We were lucky to catch up with Hyun Ohm recently and have shared our conversation below.
Hyun, thanks for taking the time to share your stories with us today We’d love to hear about when you first realized that you wanted to pursue a creative path professionally.
Growing up in Korea, becoming an artist didn’t feel like a real option. It was something reserved for “geniuses,” and without an artistic background, even considering that path felt like overstepping. That’s why I chose graphic design at first. It allowed me to stay in a creative field while still meeting expectations. But while interning as an art director, I began to feel a constant friction. I found myself reshaping every idea to fit a brand, and the excitement of making something would disappear as soon as it had to serve a client.
At some point, I started looking for what was missing. I tried different things, from piano to floral arrangement, and eventually found my way to painting. Painting felt different right away. It wasn’t about solving a problem or arriving at a clear answer. I was working through uncertainty, layering, adjusting, and sometimes losing control of the image as it developed. For the first time, I felt fully engaged in the process itself rather than the outcome.
Choosing painting wasn’t a sudden decision. It became clear gradually, through doing. I realized I wanted to stay in that space and continue working through questions that didn’t have fixed answers. What I recognized was not just a preference for painting, but a way of working that allowed uncertainty, material, and process to guide the outcome. Pursuing painting became a commitment to that approach.
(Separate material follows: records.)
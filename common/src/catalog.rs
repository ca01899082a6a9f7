//! セグメンテーションモデルのカタログ
//!
//! バックエンドに送るモデルIDと表示用ラベルの固定テーブル。

/// 選択可能なモデル
#[derive(Debug, Clone, Copy, PartialEq, Eq)]
pub struct ModelOption {
    /// バックエンドに送る値
    pub id: &'static str,
    /// 表示専用ラベル
    pub label: &'static str,
}

/// 初期選択モデル
pub const DEFAULT_MODEL: &str = "v0.4-Ultralytics-Hub";

const MODEL_OPTIONS: &[ModelOption] = &[
    ModelOption { id: "v0.4-Ultralytics-Hub", label: "v0.4 Ultralytics Hub" },
    ModelOption { id: "v2.1-Ultralytics-Hub", label: "v2.1 Ultralytics Hub" },
    ModelOption { id: "v0.4-Google-Colab", label: "v0.4 Google Colab" },
    ModelOption { id: "v2.1-Google-Colab", label: "v2.1 Google Colab" },
    ModelOption { id: "v0.4-Mici-Google-Colab", label: "Mici! v0.4 Google Colab" },
    ModelOption { id: "v0.4_mici_sarmale_mamaliga", label: "Mici, 2xSarmale, Mamaliga v0.4" },
    ModelOption { id: "v2.1_plus_yorkshire_pudding_gc", label: "Yorkshire Pudding v2.1 GC" },
    ModelOption { id: "v2.1_plus_yorkshire_pudding_uhub", label: "Yorkshire Pudding v2.1 UHUB" },
    ModelOption { id: "yolov8n-seg", label: "yolov8n-seg" },
    ModelOption { id: "yolov8s-seg", label: "yolov8s-seg" },
    ModelOption { id: "yolov8m-seg", label: "yolov8m-seg" },
    ModelOption { id: "yolov8l-seg", label: "yolov8l-seg" },
    ModelOption { id: "yolov8x-seg", label: "yolov8x-seg" },
];

/// 全モデル（宣言順）
pub fn list() -> &'static [ModelOption] {
    MODEL_OPTIONS
}

/// IDからラベルを引く
///
/// カタログに無いID（サーバ側で追加されたモデル等）はそのまま返す。
pub fn label_for(id: &str) -> &str {
    match MODEL_OPTIONS.iter().find(|option| option.id == id) {
        Some(option) => option.label,
        None => id,
    }
}

pub fn contains(id: &str) -> bool {
    MODEL_OPTIONS.iter().any(|option| option.id == id)
}

#[cfg(test)]
mod tests {
    use super::*;

    #[test]
    fn test_list_keeps_declared_order() {
        let ids: Vec<&str> = list().iter().map(|o| o.id).collect();
        assert_eq!(ids.first(), Some(&"v0.4-Ultralytics-Hub"));
        assert_eq!(ids.last(), Some(&"yolov8x-seg"));
        assert_eq!(ids.len(), 13);
    }

    #[test]
    fn test_label_for_known_id() {
        assert_eq!(label_for("v0.4-Mici-Google-Colab"), "Mici! v0.4 Google Colab");
        assert_eq!(label_for("yolov8n-seg"), "yolov8n-seg");
    }

    #[test]
    fn test_label_for_unknown_id_falls_back() {
        assert_eq!(label_for("unknown-id"), "unknown-id");
        assert_eq!(label_for(""), "");
    }

    #[test]
    fn test_default_model_is_in_catalog() {
        assert!(contains(DEFAULT_MODEL));
        assert!(!contains("v9.9-nope"));
    }

    #[test]
    fn test_ids_are_unique() {
        let mut ids: Vec<&str> = list().iter().map(|o| o.id).collect();
        ids.sort_unstable();
        ids.dedup();
        assert_eq!(ids.len(), list().len());
    }
}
As always, we appreciate you sharing your insights and we’ve got a few more questions for you, but before we get to all of that can you take a minute to introduce yourself and give our readers some of your background and context?
Hi, my name is Hyun, and I am a Korean painter based in New York. I work with process-driven abstraction, focusing on how structure, material, and repetition can generate meaning under unstable conditions. I create paintings that invite viewers to experience shifting relationships between control and instability.
In my work, I engage the grid not as a structure of order, but as a device that sets control in motion only to destabilize it. I begin with a set of rules, then use repetition, layering, and material resistance to push those systems until they start to break down. I often work with everyday materials such as discarded packaging, paper towels, and worn textiles, allowing them to remain visible within the surface as it develops. Through this process, unpredictable images emerge, and I build the painting by selecting and accumulating these moments.
I tend to approach structure as something to test rather than maintain. The work doesn’t move toward a fixed outcome, but unfolds through a constant negotiation between control and release, where nothing stays stable for long.
I am especially drawn to the moment when intention begins to slip and something unexpected starts to take form. That condition, where tension, uncertainty, and discovery coexist, is what drives my practice. It is also what I value most in the work, building a process that allows those moments to happen.
What I hope viewers take from my work is not a fixed meaning, but a way of engaging. I want them to encounter a surface that continues to shift as they spend time with it, where meaning is not given but gradually formed through looking.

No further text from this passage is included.